The chart above shows the history of 2- and 10-yr Treasury yields. The long secular decline in yields since the early 1980s has been driven by declining inflation, declining inflation expectations, and, more recently, by slower growth expectations.
2-yr yields are equivalent to what the market thinks short-term interest rates will average over the next 2 years. Rising 2-yr yields are thus a sign that the market is ratcheting upwards its expectations for Fed tightening, because the Fed has a very powerful influence on short-term interest rates.
10-yr yields, on the other hand, are largely driven by the market's expectations for economic growth and inflation. The Fed can influence these expectations to some extent, but not by much. The chart shows that even though the Fed purchased trillions worth of notes and bonds in three rounds of Quantitative Easing, 10-yr yields rose during each episode of Quantitative Easing. Yields rose because the market perceived that the Fed's bond purchases were correctly addressing a problem and thus improving the outlook for growth. Yields fell after QE1 and QE2 because the market realized that the Fed had not done enough to address the world's demand for safe assets, and this threatened the outlook for growth. We now know that QE3 is virtually finished, but yields have only declined marginally, which in turn suggests that this time the Fed has done enough.
Some have suggested that the recent decline in 10-yr yields and the rise of 2-yr yields might be the bond market's way of telling us that a tightening of monetary policy next year could prove debilitating to the economy. But as the chart above shows, the current spread between 2- and 10-yr Treasuries is still quite wide—the yield curve is still plenty steep. The economy has flourished for years with a yield curve as steep as today's. It's only when the curve gets flat or inverted that the economy is approaching trouble.

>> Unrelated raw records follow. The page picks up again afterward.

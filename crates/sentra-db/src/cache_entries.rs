//! Database operations for `cache_entries`, the durable cache tier.

use chrono::{DateTime, Utc};
use sqlx::PgPool;

use crate::DbError;

/// A row from the `cache_entries` table.
#[derive(Debug, Clone, sqlx::FromRow)]
pub struct CacheEntryRow {
    pub cache_key: String,
    pub namespace: String,
    pub value: String,
    pub written_at: DateTime<Utc>,
    pub ttl_seconds: i64,
    pub expires_at: DateTime<Utc>,
}

/// Fetches an entry that is still live at `now`.
///
/// An entry is live while `now < written_at + ttl_seconds`.
///
/// # Errors
///
/// Returns [`DbError::Sqlx`] if the query fails.
pub async fn get_live_cache_entry(
    pool: &PgPool,
    cache_key: &str,
    now: DateTime<Utc>,
) -> Result<Option<CacheEntryRow>, DbError> {
    let row = sqlx::query_as::<_, CacheEntryRow>(
        "SELECT cache_key, namespace, value, written_at, ttl_seconds, expires_at \
         FROM cache_entries \
         WHERE cache_key = $1 AND expires_at > $2",
    )
    .bind(cache_key)
    .bind(now)
    .fetch_optional(pool)
    .await?;

    Ok(row)
}

/// `written_at + ttl_seconds`, saturating at the latest representable
/// instant. Negative TTLs expire immediately.
fn expiry_for(written_at: DateTime<Utc>, ttl_seconds: i64) -> DateTime<Utc> {
    let ttl = ttl_seconds.clamp(0, i64::MAX / 1_000);
    written_at
        .checked_add_signed(chrono::Duration::seconds(ttl))
        .unwrap_or(DateTime::<Utc>::MAX_UTC)
}

/// Writes an entry, replacing any existing value for the key.
///
/// # Errors
///
/// Returns [`DbError::Sqlx`] if the upsert fails.
pub async fn put_cache_entry(
    pool: &PgPool,
    cache_key: &str,
    namespace: &str,
    value: &str,
    written_at: DateTime<Utc>,
    ttl_seconds: i64,
) -> Result<(), DbError> {
    let expires_at = expiry_for(written_at, ttl_seconds);
    sqlx::query(
        "INSERT INTO cache_entries \
             (cache_key, namespace, value, written_at, ttl_seconds, expires_at) \
         VALUES ($1, $2, $3, $4, $5, $6) \
         ON CONFLICT (cache_key) DO UPDATE SET \
             namespace   = EXCLUDED.namespace, \
             value       = EXCLUDED.value, \
             written_at  = EXCLUDED.written_at, \
             ttl_seconds = EXCLUDED.ttl_seconds, \
             expires_at  = EXCLUDED.expires_at",
    )
    .bind(cache_key)
    .bind(namespace)
    .bind(value)
    .bind(written_at)
    .bind(ttl_seconds.max(0))
    .bind(expires_at)
    .execute(pool)
    .await?;

    Ok(())
}

/// Deletes an entry. Returns `true` if a row was removed.
///
/// # Errors
///
/// Returns [`DbError::Sqlx`] if the delete fails.
pub async fn delete_cache_entry(pool: &PgPool, cache_key: &str) -> Result<bool, DbError> {
    let result = sqlx::query("DELETE FROM cache_entries WHERE cache_key = $1")
        .bind(cache_key)
        .execute(pool)
        .await?;

    Ok(result.rows_affected() > 0)
}

/// Deletes every entry expired at `now`. Returns the number removed.
///
/// # Errors
///
/// Returns [`DbError::Sqlx`] if the delete fails.
pub async fn purge_expired_cache_entries(pool: &PgPool, now: DateTime<Utc>) -> Result<u64, DbError> {
    let result = sqlx::query("DELETE FROM cache_entries WHERE expires_at <= $1")
        .bind(now)
        .execute(pool)
        .await?;

    Ok(result.rows_affected())
}
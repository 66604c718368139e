//! Run-ledger domain types and the run state machine.

use chrono::{DateTime, NaiveDate, Utc};
use sentra_core::{ReportType, RunStatus, Stage, TriggerSource};
use sentra_db::{JobDateSummaryRow, JobRunRow, StageLogRow};
use serde::Serialize;
use thiserror::Error;
use uuid::Uuid;

use crate::error::LedgerError;

/// Why [`RunState`] refused a transition.
#[derive(Debug, Clone, PartialEq, Eq, Error)]
pub enum TransitionError {
    #[error("run is already {0}")]
    NotRunning(RunStatus),

    #[error("run is at stage {actual}, not {expected}")]
    StageMismatch { expected: Stage, actual: Stage },

    #[error("stage {to} does not directly follow {from}")]
    NotAdjacent { from: Stage, to: Stage },

    #[error("{0} is not a terminal status")]
    NotTerminal(RunStatus),
}

/// Status and stage of one run.
///
/// Stages only move forward one step at a time and a run terminates once.
#[derive(Debug, Clone, Copy, PartialEq, Eq)]
pub struct RunState {
    status: RunStatus,
    stage: Stage,
}

impl Default for RunState {
    fn default() -> Self {
        Self::new()
    }
}

impl RunState {
    #[must_use]
    pub fn new() -> Self {
        Self {
            status: RunStatus::Running,
            stage: Stage::Init,
        }
    }

    #[must_use]
    pub fn status(self) -> RunStatus {
        self.status
    }

    #[must_use]
    pub fn stage(self) -> Stage {
        self.stage
    }

    /// Move from `from` to the stage right after it.
    ///
    /// # Errors
    ///
    /// Returns a [`TransitionError`] if the run is terminal, is not at
    /// `from`, or `to` is not the next stage.
    pub fn advance(self, from: Stage, to: Stage) -> Result<Self, TransitionError> {
        if self.status.is_terminal() {
            return Err(TransitionError::NotRunning(self.status));
        }
        if self.stage != from {
            return Err(TransitionError::StageMismatch {
                expected: from,
                actual: self.stage,
            });
        }
        if from.next() != Some(to) {
            return Err(TransitionError::NotAdjacent { from, to });
        }
        Ok(Self {
            status: self.status,
            stage: to,
        })
    }

    /// Terminate the run. The stage stays where the run stopped.
    ///
    /// # Errors
    ///
    /// Returns a [`TransitionError`] if the run is already terminal or
    /// `status` is `running`.
    pub fn finish(self, status: RunStatus) -> Result<Self, TransitionError> {
        if self.status.is_terminal() {
            return Err(TransitionError::NotRunning(self.status));
        }
        if !status.is_terminal() {
            return Err(TransitionError::NotTerminal(status));
        }
        Ok(Self {
            status,
            stage: self.stage,
        })
    }
}

#[derive(Debug, Clone, Copy)]
pub struct NewRun {
    pub scheduled_date: NaiveDate,
    pub report_type: ReportType,
    pub trigger_source: TriggerSource,
    pub symbol_count: u32,
}

/// One execution attempt of one scheduled report for one date.
#[derive(Debug, Clone, PartialEq, Serialize)]
pub struct JobRun {
    pub run_id: Uuid,
    pub scheduled_date: NaiveDate,
    pub report_type: ReportType,
    pub status: RunStatus,
    pub current_stage: Stage,
    pub trigger_source: TriggerSource,
    pub started_at: DateTime<Utc>,
    pub stage_started_at: DateTime<Utc>,
    pub executed_at: Option<DateTime<Utc>>,
    pub symbol_count: u32,
    pub errors: Vec<String>,
    pub warnings: Vec<String>,
}

impl JobRun {
    #[must_use]
    pub fn state(&self) -> RunState {
        RunState {
            status: self.status,
            stage: self.current_stage,
        }
    }
}

/// The per-`(scheduled_date, report_type)` projection of the most recently
/// started run.
#[derive(Debug, Clone, PartialEq, Serialize)]
pub struct JobDateSummary {
    pub scheduled_date: NaiveDate,
    pub report_type: ReportType,
    pub latest_run_id: Uuid,
    pub latest_started_at: DateTime<Utc>,
    pub status: RunStatus,
    pub current_stage: Stage,
    pub trigger_source: TriggerSource,
    pub executed_at: Option<DateTime<Utc>>,
    pub errors: Vec<String>,
    pub warnings: Vec<String>,
    pub run_count: u32,
    pub updated_at: DateTime<Utc>,
}

impl JobDateSummary {
    /// Project `run` as the latest run of its key.
    #[must_use]
    pub fn mirror(run: &JobRun, run_count: u32, updated_at: DateTime<Utc>) -> Self {
        Self {
            scheduled_date: run.scheduled_date,
            report_type: run.report_type,
            latest_run_id: run.run_id,
            latest_started_at: run.started_at,
            status: run.status,
            current_stage: run.current_stage,
            trigger_source: run.trigger_source,
            executed_at: run.executed_at,
            errors: run.errors.clone(),
            warnings: run.warnings.clone(),
            run_count,
            updated_at,
        }
    }
}

#[derive(Debug, Clone, PartialEq, Eq, Serialize)]
pub struct StageLogEntry {
    pub run_id: Uuid,
    pub stage: Stage,
    pub started_at: DateTime<Utc>,
    pub ended_at: Option<DateTime<Utc>>,
}

impl StageLogEntry {
    #[must_use]
    pub fn duration_ms(&self) -> Option<i64> {
        self.ended_at
            .map(|ended| (ended - self.started_at).num_milliseconds())
    }
}

fn parse_column<T>(column: &str, raw: &str) -> Result<T, LedgerError>
where
    T: std::str::FromStr<Err = sentra_core::CoreError>,
{
    raw.parse()
        .map_err(|e| LedgerError::Corrupt(format!("{column}: {e}")))
}

fn count_column(column: &str, raw: i32) -> Result<u32, LedgerError> {
    u32::try_from(raw).map_err(|_| LedgerError::Corrupt(format!("{column}: negative value {raw}")))
}

impl TryFrom<JobRunRow> for JobRun {
    type Error = LedgerError;

    fn try_from(row: JobRunRow) -> Result<Self, Self::Error> {
        Ok(Self {
            run_id: row.run_id,
            scheduled_date: row.scheduled_date,
            report_type: parse_column("report_type", &row.report_type)?,
            status: parse_column("status", &row.status)?,
            current_stage: parse_column("current_stage", &row.current_stage)?,
            trigger_source: parse_column("trigger_source", &row.trigger_source)?,
            started_at: row.started_at,
            stage_started_at: row.stage_started_at,
            executed_at: row.executed_at,
            symbol_count: count_column("symbol_count", row.symbol_count)?,
            errors: row.errors.0,
            warnings: row.warnings.0,
        })
    }
}

impl TryFrom<JobDateSummaryRow> for JobDateSummary {
    type Error = LedgerError;

    fn try_from(row: JobDateSummaryRow) -> Result<Self, Self::Error> {
        Ok(Self {
            scheduled_date: row.scheduled_date,
            report_type: parse_column("report_type", &row.report_type)?,
            latest_run_id: row.latest_run_id,
            latest_started_at: row.latest_started_at,
            status: parse_column("status", &row.status)?,
            current_stage: parse_column("current_stage", &row.current_stage)?,
            trigger_source: parse_column("trigger_source", &row.trigger_source)?,
            executed_at: row.executed_at,
            errors: row.errors.0,
            warnings: row.warnings.0,
            run_count: count_column("run_count", row.run_count)?,
            updated_at: row.updated_at,
        })
    }
}

impl TryFrom<StageLogRow> for StageLogEntry {
    type Error = LedgerError;

    fn try_from(row: StageLogRow) -> Result<Self, Self::Error> {
        Ok(Self {
            run_id: row.run_id,
            stage: parse_column("stage", &row.stage)?,
            started_at: row.started_at,
            ended_at: row.ended_at,
        })
    }
}
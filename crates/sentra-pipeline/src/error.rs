use sentra_db::DbError;
use thiserror::Error;
use uuid::Uuid;

use crate::run::TransitionError;

#[derive(Debug, Error)]
pub enum LedgerError {
    #[error("job run {0} not found")]
    NotFound(Uuid),

    /// The run is no longer in a state that allows the requested write,
    /// typically because it was terminated by someone else.
    #[error("job run {run_id} rejected transition: {reason}")]
    Rejected { run_id: Uuid, reason: String },

    #[error("ledger row is corrupt: {0}")]
    Corrupt(String),

    #[error("signal payload serialization error: {0}")]
    Payload(#[from] serde_json::Error),

    #[error(transparent)]
    Db(DbError),
}

impl LedgerError {
    pub(crate) fn rejected(run_id: Uuid, err: &TransitionError) -> Self {
        LedgerError::Rejected {
            run_id,
            reason: err.to_string(),
        }
    }
}

impl From<DbError> for LedgerError {
    fn from(err: DbError) -> Self {
        match err {
            DbError::InvalidJobRunTransition { run_id, expected } => LedgerError::Rejected {
                run_id,
                reason: format!("expected {expected}"),
            },
            other => LedgerError::Db(other),
        }
    }
}

#[derive(Debug, Error)]
pub enum PipelineError {
    /// A ledger write failed; the run has been marked `failed` if possible.
    #[error("run ledger error: {0}")]
    Ledger(#[from] LedgerError),

    /// The run was terminated while in flight and its results were dropped.
    #[error("job run {run_id} was terminated externally; results discarded")]
    Discarded { run_id: Uuid },

    #[error("job run {run_id} exceeded its {after_secs}s deadline")]
    DeadlineExceeded { run_id: Uuid, after_secs: u64 },
}
mod api;
mod config;
mod model;
mod path;
mod router;
mod views;

use leptos::prelude::*;
use views::App;

// Needed for `#[wasm_bindgen(start)]` on the wasm entrypoint.
#[cfg(all(target_arch = "wasm32", not(test)))]
use wasm_bindgen::prelude::wasm_bindgen;

// Only register the WASM start function for normal builds (not for tests),
// otherwise wasm-bindgen-test will end up with multiple entry symbols.
#[cfg_attr(all(target_arch = "wasm32", not(test)), wasm_bindgen(start))]
pub fn main() {
    console_error_panic_hook::set_once();
    leptos::logging::log!("nomadic ready");
    mount_to_body(App);
}
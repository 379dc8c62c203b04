mod debounce;

use crate::api::{ApiError, NoteData, NoteStore};
use crate::model::{Breadcrumb, ContentModel, Slot};
use crate::path::{self, ResourceKind};
use debounce::Debouncer;
use leptos::task::spawn_local;
use std::cell::Cell;
use std::rc::Rc;

pub(crate) const SEARCH_MIN_CHARS: usize = 3;
pub(crate) const SEARCH_DEBOUNCE_MS: i32 = 1200;

#[derive(Clone, Copy, Debug, PartialEq, Eq)]
pub(crate) enum EngineState {
    Idle,
    ResolvingNote,
    ResolvingNotebook,
    /// A note landed first and its parent notebook is being pulled in (with
    /// first-note loading suppressed, so the two never trigger each other
    /// forever).
    ResolvingCrossReference,
    SearchPending,
}

#[derive(Clone, Copy, Debug, PartialEq, Eq)]
pub(crate) enum ViewMode {
    Reading,
    /// The resolved notebook has no notes; show the placeholder and do not
    /// auto-load anything.
    EmptyNotebook,
}

/// The navigation engine: resolves a path to a resource kind, fetches it,
/// reconciles it into the content model and derives breadcrumbs, view mode
/// and search results. The single writer of Note/Notebook state.
///
/// Re-entrancy: every resolution is tagged with the epoch current when it
/// was issued. A later `navigate`/search bumps the epoch, so completions of
/// superseded requests are discarded without touching the model — last
/// response for the current target wins, rapid sequential clicks included.
/// Nothing is cancelled on the wire; only the search debounce timer is
/// actively cleared.
pub(crate) struct NavigationEngine<S: NoteStore + Clone + 'static> {
    store: S,
    pub model: ContentModel,
    pub breadcrumbs: Slot<Vec<Breadcrumb>>,
    pub mode: Slot<ViewMode>,
    pub last_error: Slot<Option<ApiError>>,
    state: Rc<Cell<EngineState>>,
    epoch: Rc<Cell<u64>>,
    search_timer: Debouncer,
}

impl<S: NoteStore + Clone + 'static> Clone for NavigationEngine<S> {
    fn clone(&self) -> Self {
        Self {
            store: self.store.clone(),
            model: self.model.clone(),
            breadcrumbs: self.breadcrumbs.clone(),
            mode: self.mode.clone(),
            last_error: self.last_error.clone(),
            state: Rc::clone(&self.state),
            epoch: Rc::clone(&self.epoch),
            search_timer: self.search_timer.clone(),
        }
    }
}

impl<S: NoteStore + Clone + 'static> NavigationEngine<S> {
    pub fn new(store: S) -> Self {
        Self {
            store,
            model: ContentModel::new(),
            breadcrumbs: Slot::new(Vec::new()),
            mode: Slot::new(ViewMode::Reading),
            last_error: Slot::new(None),
            state: Rc::new(Cell::new(EngineState::Idle)),
            epoch: Rc::new(Cell::new(0)),
            search_timer: Debouncer::new(SEARCH_DEBOUNCE_MS),
        }
    }

    #[allow(dead_code)]
    pub fn state(&self) -> EngineState {
        self.state.get()
    }

    #[allow(dead_code)]
    pub fn search_pending(&self) -> bool {
        self.search_timer.is_armed()
    }

    /// Resolve `raw` and display it. Safe to call while another navigation
    /// is in flight; the newer call supersedes the older one.
    pub fn navigate(&self, raw: &str) {
        let (path, epoch) = self.begin(raw);
        let engine = self.clone();
        spawn_local(async move {
            engine.resolve(path, epoch).await;
        });
    }

    /// Live search entry point, one call per keystroke. Below the minimum
    /// query length nothing is scheduled and any pending timer is dropped;
    /// otherwise the debounce window restarts.
    pub fn queue_search(&self, query: &str) {
        let q = query.trim().to_string();
        if q.chars().count() < SEARCH_MIN_CHARS {
            self.search_timer.cancel();
            return;
        }

        let engine = self.clone();
        self.search_timer.schedule(move || {
            let e = engine.clone();
            spawn_local(async move {
                e.run_search(q).await;
            });
        });
    }

    /// Entry point for the editor's save round trip: the server's updated
    /// record replaces the current note. Model writes stay behind the
    /// engine.
    pub fn commit_saved_note(&self, data: NoteData) {
        self.model.set_note(data.into());
    }

    /// Classify the path, publish breadcrumbs (synchronously — they never
    /// wait on the network) and supersede any in-flight resolution.
    pub(crate) fn begin(&self, raw: &str) -> (String, u64) {
        let path = path::normalize(raw);
        let epoch = self.bump_epoch();

        self.breadcrumbs.set(path::breadcrumbs(&path));
        self.state.set(match path::classify(&path) {
            ResourceKind::Notebook => EngineState::ResolvingNotebook,
            ResourceKind::Note => EngineState::ResolvingNote,
        });

        (path, epoch)
    }

    pub(crate) async fn resolve(&self, path: String, epoch: u64) {
        match path::classify(&path) {
            ResourceKind::Notebook => self.resolve_notebook(path, epoch, true).await,
            ResourceKind::Note => self.resolve_note(path, epoch).await,
        }

        if self.is_current(epoch) {
            self.state.set(EngineState::Idle);
        }
    }

    pub(crate) async fn run_search(&self, query: String) {
        let epoch = self.bump_epoch();
        self.state.set(EngineState::SearchPending);

        match self.store.search(&query).await {
            Ok(data) => {
                if self.is_current(epoch) {
                    // Search results are pathless; the trail would lie. Only
                    // a successful search may clear it, so a failure keeps
                    // the trail of whatever is still on screen.
                    self.breadcrumbs.set(Vec::new());
                    self.commit_notebook(data, epoch, true, false).await;
                }
            }
            Err(err) => self.fail(epoch, err),
        }

        if self.is_current(epoch) {
            self.state.set(EngineState::Idle);
        }
    }

    async fn resolve_note(&self, path: String, epoch: u64) {
        match self.store.fetch_note(&path).await {
            Ok(data) => {
                if !self.is_current(epoch) {
                    return;
                }

                let nburl = data.nburl.clone();
                self.model.set_note(data.into());
                self.mode.set(ViewMode::Reading);

                // Note-first load: pull the parent notebook so the listing
                // pane is consistent. First-note loading is suppressed — the
                // note on screen already is the content.
                if !self.model.is_notebook_resolved() {
                    self.state.set(EngineState::ResolvingCrossReference);
                    match self.store.fetch_notebook(&path::normalize(&nburl)).await {
                        Ok(nb) => {
                            if self.is_current(epoch) {
                                self.model.set_notebook(nb.into());
                            }
                        }
                        Err(err) => self.fail(epoch, err),
                    }
                }
            }
            Err(err) => self.fail(epoch, err),
        }
    }

    async fn resolve_notebook(&self, path: String, epoch: u64, load_first_note: bool) {
        match self.store.fetch_notebook(&path).await {
            Ok(data) => {
                if self.is_current(epoch) {
                    self.commit_notebook(data, epoch, load_first_note, true).await;
                }
            }
            Err(err) => self.fail(epoch, err),
        }
    }

    async fn commit_notebook(
        &self,
        data: crate::api::NotebookData,
        epoch: u64,
        load_first_note: bool,
        publish_trail: bool,
    ) {
        let first = data.notes.first().map(|n| n.url.clone());
        self.model.set_notebook(data.into());

        match first {
            None => self.mode.set(ViewMode::EmptyNotebook),
            Some(url) if load_first_note => {
                self.state.set(EngineState::ResolvingNote);
                let p = path::normalize(&url);
                // A search commit keeps the trail it was given (empty); only
                // navigation republishes the auto-loaded note's trail.
                if publish_trail {
                    self.breadcrumbs.set(path::breadcrumbs(&p));
                }
                self.resolve_note(p, epoch).await;
            }
            Some(_) => {}
        }
    }

    fn bump_epoch(&self) -> u64 {
        let epoch = self.epoch.get() + 1;
        self.epoch.set(epoch);
        epoch
    }

    fn is_current(&self, epoch: u64) -> bool {
        self.epoch.get() == epoch
    }

    fn fail(&self, epoch: u64, err: ApiError) {
        // Stale failures are as silent as stale successes; current failures
        // surface without touching Note/Notebook.
        if self.is_current(epoch) {
            self.last_error.set(Some(err));
        }
    }
}
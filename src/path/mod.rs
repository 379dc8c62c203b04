use crate::model::Breadcrumb;

/// Document suffix recognized by the router. Anything else that does not end
/// in `/` is still fetched as a note; the suffix only matters for breadcrumb
/// leaf detection and link delegation.
pub(crate) const NOTE_EXT: &str = ".md";

#[derive(Clone, Copy, Debug, PartialEq, Eq)]
pub(crate) enum ResourceKind {
    Note,
    Notebook,
}

/// Canonicalize a path to exactly one level of percent-encoding.
///
/// Incoming paths arrive either already encoded (clicked links, the address
/// bar) or raw (user input). Each segment is decoded once and re-encoded
/// once, so `normalize(normalize(p)) == normalize(p)` and double encoding
/// never reaches the wire. Malformed `%` sequences pass through the decode
/// step unchanged and get their `%` escaped on the way back out, which keeps
/// the round trip stable for inputs like `100%`.
pub(crate) fn normalize(raw: &str) -> String {
    raw.split('/')
        .map(|segment| {
            let decoded = urlencoding::decode(segment)
                .map(|s| s.into_owned())
                .unwrap_or_else(|_| segment.to_string());
            urlencoding::encode(&decoded).into_owned()
        })
        .collect::<Vec<_>>()
        .join("/")
}

/// Trailing separator (or the empty root path) means notebook, everything
/// else means note. Pure and total; no fetch happens here.
pub(crate) fn classify(path: &str) -> ResourceKind {
    if path.is_empty() || path.ends_with('/') {
        ResourceKind::Notebook
    } else {
        ResourceKind::Note
    }
}

pub(crate) fn endpoint(path: &str) -> (ResourceKind, String) {
    match classify(path) {
        ResourceKind::Notebook => (ResourceKind::Notebook, format!("/nb/{path}")),
        ResourceKind::Note => (ResourceKind::Note, format!("/n/{path}")),
    }
}

/// Breadcrumb trail for a path: one entry per segment with a cumulative
/// absolute href. A segment ending in the document suffix is a leaf and gets
/// no trailing separator. Labels are shown decoded; hrefs keep the encoded
/// form.
pub(crate) fn breadcrumbs(path: &str) -> Vec<Breadcrumb> {
    let mut out = Vec::new();
    let mut url = String::from("/");

    for part in path.trim_matches('/').split('/') {
        if part.is_empty() {
            continue;
        }

        url.push_str(part);
        if !part.ends_with(NOTE_EXT) {
            url.push('/');
        }

        let label = urlencoding::decode(part)
            .map(|s| s.into_owned())
            .unwrap_or_else(|_| part.to_string());

        out.push(Breadcrumb {
            label,
            href: url.clone(),
        });
    }

    out
}

#[cfg(test)]
mod tests {
    use super::*;

    #[test]
    fn test_normalize_is_idempotent() {
        let inputs = [
            "",
            "a/b/",
            "notes/today.md",
            "a b.md",
            "a%20b.md",
            "100%",
            "caf\u{e9}/g\u{e2}teau.md",
            "a%2Fb",
            "already%25encoded.md",
        ];
        for s in inputs {
            let once = normalize(s);
            assert_eq!(normalize(&once), once, "not idempotent for {s:?}");
        }
    }

    #[test]
    fn test_normalize_encodes_raw_input_once() {
        assert_eq!(normalize("a b.md"), "a%20b.md");
        assert_eq!(normalize("a%20b.md"), "a%20b.md");
    }

    #[test]
    fn test_normalize_preserves_separators_and_trailing_slash() {
        assert_eq!(normalize("one two/three/"), "one%20two/three/");
        assert_eq!(normalize(""), "");
    }

    #[test]
    fn test_classify() {
        assert_eq!(classify(""), ResourceKind::Notebook);
        assert_eq!(classify("a/b/"), ResourceKind::Notebook);
        assert_eq!(classify("a/b.md"), ResourceKind::Note);
        assert_eq!(classify("a/b"), ResourceKind::Note);
    }

    #[test]
    fn test_endpoint() {
        assert_eq!(endpoint(""), (ResourceKind::Notebook, "/nb/".to_string()));
        assert_eq!(
            endpoint("a/b/"),
            (ResourceKind::Notebook, "/nb/a/b/".to_string())
        );
        assert_eq!(
            endpoint("a/b.md"),
            (ResourceKind::Note, "/n/a/b.md".to_string())
        );
    }

    #[test]
    fn test_breadcrumbs_cumulative_hrefs() {
        let trail = breadcrumbs("a/b/c.md");
        let hrefs: Vec<&str> = trail.iter().map(|b| b.href.as_str()).collect();
        assert_eq!(hrefs, vec!["/a/", "/a/b/", "/a/b/c.md"]);

        let labels: Vec<&str> = trail.iter().map(|b| b.label.as_str()).collect();
        assert_eq!(labels, vec!["a", "b", "c.md"]);
    }

    #[test]
    fn test_breadcrumbs_decode_labels_keep_hrefs_encoded() {
        let trail = breadcrumbs("daily%20log/2015.md");
        assert_eq!(trail[0].label, "daily log");
        assert_eq!(trail[0].href, "/daily%20log/");
        assert_eq!(trail[1].href, "/daily%20log/2015.md");
    }

    #[test]
    fn test_breadcrumbs_root_is_empty() {
        assert!(breadcrumbs("").is_empty());
    }

    #[test]
    fn test_breadcrumbs_notebook_path_all_branches() {
        let trail = breadcrumbs("a/b/");
        let hrefs: Vec<&str> = trail.iter().map(|b| b.href.as_str()).collect();
        assert_eq!(hrefs, vec!["/a/", "/a/b/"]);
    }
}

The chart above shows that every recession since 1960 has been preceded by a severe tightening of monetary policy. Very tight money shows up in high and rising real short-term interest rates (the blue line) and a flattening or inversion of the yield curve (red line). Today both of these indicators remain firmly planted in "easy money" territory.
Conclusion: the bond market is not displaying any concerns about what might happen to the economy when the Fed starts raising interest rates next year.